Farmland Meets Finance

New from Food First and Transnational Institute: Land & Sovereignty Brief No. 5 - Farmland Meets Finance: Is Land the New Economic Bubble?

At the turn of the 21st century, farmland was still considered an investment backwater by most of the financial sector. The recession that began with the bursting of the US housing bubble in 2008 caused investor interest to suffer a momentary dip but also added fuel to the fire, as investors sought alternative, and more secure, places to put their money. Because farmland values tend to increase with inflation but do not move with the stock market, farmland is touted as an inflation hedge and as an excellent way to reduce overall portfolio risk through diversification. Financial investors are not the only actors buying up farmland, but their participation is a significant new development. The sudden enthusiasm for farmland investment is contributing to both the large “land grabs” taking place in developing countries and to roaring land prices in countries with more developed land markets. This report identifies broad trends in farmland investing with the potential to affect countries in the Global North and Global South.

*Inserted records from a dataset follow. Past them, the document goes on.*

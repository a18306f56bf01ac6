//! Profile controllers: view, picture upload, and the OTP-gated edit flow

use chrono::NaiveDate;
use uuid::Uuid;

use inkpad_core::{account, Purpose, ProfileUpdate, User, UserRepository};

use super::auth::IssuedCode;
use super::{flash_for_error, Outcome, Screen};
use crate::flash::Flash;
use crate::state::AppState;

/// Raw profile edit fields, as submitted. Blank fields are left untouched.
#[derive(Debug, Clone, Default)]
pub struct ProfileForm {
    pub first_name: String,
    pub middle_name: String,
    pub last_name: String,
    pub dob: String,
    pub contact: String,
    pub address: String,
    pub email: String,
}

impl ProfileForm {
    fn into_update(self) -> ProfileUpdate {
        fn opt(value: String) -> Option<String> {
            let trimmed = value.trim();
            if trimmed.is_empty() {
                None
            } else {
                Some(trimmed.to_string())
            }
        }

        ProfileUpdate {
            first_name: opt(self.first_name),
            middle_name: opt(self.middle_name),
            last_name: opt(self.last_name),
            dob: NaiveDate::parse_from_str(self.dob.trim(), "%Y-%m-%d").ok(),
            contact: opt(self.contact),
            address: opt(self.address),
            email: opt(self.email),
        }
    }
}

/// The profile page: the logged-in user's record.
pub fn view(state: &AppState, sid: Uuid) -> (Outcome, Option<User>) {
    let username = state.with_session(sid, |session| session.user().map(String::from));
    let Some(username) = username else {
        return (
            Outcome::with(Screen::Login, Flash::warning("Please login first.")),
            None,
        );
    };

    match state.store().find_user_by_username(&username) {
        Ok(Some(user)) => (Outcome::new(Screen::Profile), Some(user)),
        Ok(None) => (
            // The session names an account that no longer resolves.
            Outcome::with(Screen::Login, Flash::danger("Account not found.")),
            None,
        ),
        Err(e) => (Outcome::with(Screen::Profile, flash_for_error(&e)), None),
    }
}

/// Store an uploaded profile picture and persist the reference.
pub fn upload_picture(state: &AppState, sid: Uuid, filename: &str, bytes: &[u8]) -> Outcome {
    // Guard before touching the filesystem; anonymous clients must not
    // leave files behind.
    let logged_in = state.with_session(sid, |session| session.user().is_some());
    if !logged_in {
        return Outcome::with(Screen::Login, Flash::warning("Please login first."));
    }

    let stored = match state.uploads().store(filename, bytes) {
        Ok(stored) => stored,
        Err(e) => return Outcome::with(Screen::EditProfile, flash_for_error(&e)),
    };

    let result = state.with_session(sid, |session| {
        account::set_profile_picture(state.store(), session, &stored)
    });

    match result {
        Ok(()) => Outcome::with(Screen::EditProfile, Flash::success("Profile picture updated!")),
        Err(e) => Outcome::with(Screen::EditProfile, flash_for_error(&e)),
    }
}

/// Issue a one-time code gating the next profile edit.
pub fn request_code(state: &AppState, sid: Uuid) -> (Outcome, Option<IssuedCode>) {
    let result = state.with_session(sid, account::request_profile_update);

    match result {
        Ok(challenge) => (
            Outcome::with(
                Screen::EditProfile,
                Flash::info("A one-time code has been issued. It expires in 3 minutes."),
            ),
            Some(IssuedCode {
                code: challenge.code().to_string(),
                expires_at: challenge.expires_at(),
            }),
        ),
        Err(e) => (Outcome::with(Screen::EditProfile, flash_for_error(&e)), None),
    }
}

/// Check a submitted profile-update code.
pub fn verify_code(state: &AppState, sid: Uuid, code: &str) -> Outcome {
    let result = state.with_session(sid, |session| {
        session.verify_challenge(Purpose::ProfileUpdate, code.trim())
    });

    match result {
        Ok(()) => Outcome::with(
            Screen::EditProfile,
            Flash::success("OTP verified. You may update your profile now."),
        ),
        Err(e) => Outcome::with(Screen::EditProfile, flash_for_error(&e)),
    }
}

/// Apply the profile edit. Requires a verified code.
pub fn update(state: &AppState, sid: Uuid, form: ProfileForm) -> Outcome {
    let update = form.into_update();
    let result = state.with_session(sid, |session| {
        account::update_profile(state.store(), session, &update)
    });

    match result {
        Ok(_) => Outcome::with(Screen::Profile, Flash::success("Profile updated successfully!")),
        Err(e @ inkpad_core::Error::Unauthenticated) => {
            Outcome::with(Screen::Login, flash_for_error(&e))
        }
        Err(e) => Outcome::with(Screen::EditProfile, flash_for_error(&e)),
    }
}

#[cfg(test)]
mod tests {
    use super::*;
    use crate::config::AppConfig;
    use crate::controller::auth::{self, RegisterForm};
    use tempfile::tempdir;

    fn logged_in_state(dir: &tempfile::TempDir) -> (AppState, Uuid) {
        let state = AppState::new(&AppConfig {
            data_dir: dir.path().join("data"),
            uploads_dir: dir.path().join("uploads"),
        })
        .unwrap();

        auth::register(
            &state,
            RegisterForm {
                username: "alice".into(),
                email: "alice@x.com".into(),
                password: "Secret1!".into(),
                confirm_password: "Secret1!".into(),
                first_name: "Alice".into(),
                last_name: "Reyes".into(),
                dob: "1995-05-05".into(),
                contact: "0917".into(),
                ..Default::default()
            },
        );
        let sid = state.open_session();
        auth::login(&state, sid, "alice", "Secret1!");
        (state, sid)
    }

    #[test]
    fn test_view_returns_record() {
        let dir = tempdir().unwrap();
        let (state, sid) = logged_in_state(&dir);

        let (outcome, user) = view(&state, sid);
        assert_eq!(outcome.next, Screen::Profile);
        assert_eq!(user.unwrap().username, "alice");
    }

    #[test]
    fn test_update_requires_verified_code() {
        let dir = tempdir().unwrap();
        let (state, sid) = logged_in_state(&dir);

        let outcome = update(
            &state,
            sid,
            ProfileForm {
                contact: "0999".into(),
                ..Default::default()
            },
        );
        assert_eq!(
            outcome.flashes[0].message,
            "No OTP found. Please request a new one."
        );
    }

    #[test]
    fn test_full_profile_update_flow() {
        let dir = tempdir().unwrap();
        let (state, sid) = logged_in_state(&dir);

        let (_, issued) = request_code(&state, sid);
        let issued = issued.unwrap();

        let outcome = verify_code(&state, sid, &issued.code);
        assert_eq!(outcome.flashes[0].severity, crate::flash::Severity::Success);

        let outcome = update(
            &state,
            sid,
            ProfileForm {
                contact: "0999".into(),
                ..Default::default()
            },
        );
        assert_eq!(outcome.next, Screen::Profile);

        let (_, user) = view(&state, sid);
        assert_eq!(user.unwrap().contact, "0999");

        // The verification was spent; another edit needs a new code.
        let outcome = update(
            &state,
            sid,
            ProfileForm {
                contact: "0888".into(),
                ..Default::default()
            },
        );
        assert_eq!(
            outcome.flashes[0].message,
            "No OTP found. Please request a new one."
        );
    }

    #[test]
    fn test_upload_picture_persists_reference() {
        let dir = tempdir().unwrap();
        let (state, sid) = logged_in_state(&dir);

        let outcome = upload_picture(&state, sid, "me.png", b"fake-image");
        assert_eq!(outcome.flashes[0].message, "Profile picture updated!");

        let (_, user) = view(&state, sid);
        assert_eq!(user.unwrap().profile_picture.as_deref(), Some("me.png"));
    }

    #[test]
    fn test_upload_rejects_non_image() {
        let dir = tempdir().unwrap();
        let (state, sid) = logged_in_state(&dir);

        let outcome = upload_picture(&state, sid, "malware.exe", b"bits");
        assert_eq!(outcome.flashes[0].severity, crate::flash::Severity::Danger);
    }

    #[test]
    fn test_request_code_requires_login() {
        let dir = tempdir().unwrap();
        let (state, _) = logged_in_state(&dir);
        let stranger = state.open_session();

        let (outcome, issued) = request_code(&state, stranger);
        assert!(issued.is_none());
        assert_eq!(outcome.flashes[0].message, "Please login first.");
    }
}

This is the fifth brief in the Land & Sovereignty in the Americas series, co-published by Food First and the Transnational Institute.

About the series: The Land & Sovereignty in the Americas series pulls together research and analysis from activists and scholars working to understand and halt the alarming trend in "land grabbing"--from rural Brazil and Central America to US cities like Oakland and Detroit--and to support rural and urban communities in their efforts to protect their lands as the basis for self-determination, food justice and food sovereignty. The series--which includes short issue briefs and books--is a project of the Land & Sovereignty in the Americas (LSA) activist-researcher collective. For media inquiries about this series, or to arrange an interview with an author, please contact land@foodfirst.org.

About the author: Madeleine Fairbairn is a PhD candidate in the Department of Sociology at the University of Wisconsin-Madison.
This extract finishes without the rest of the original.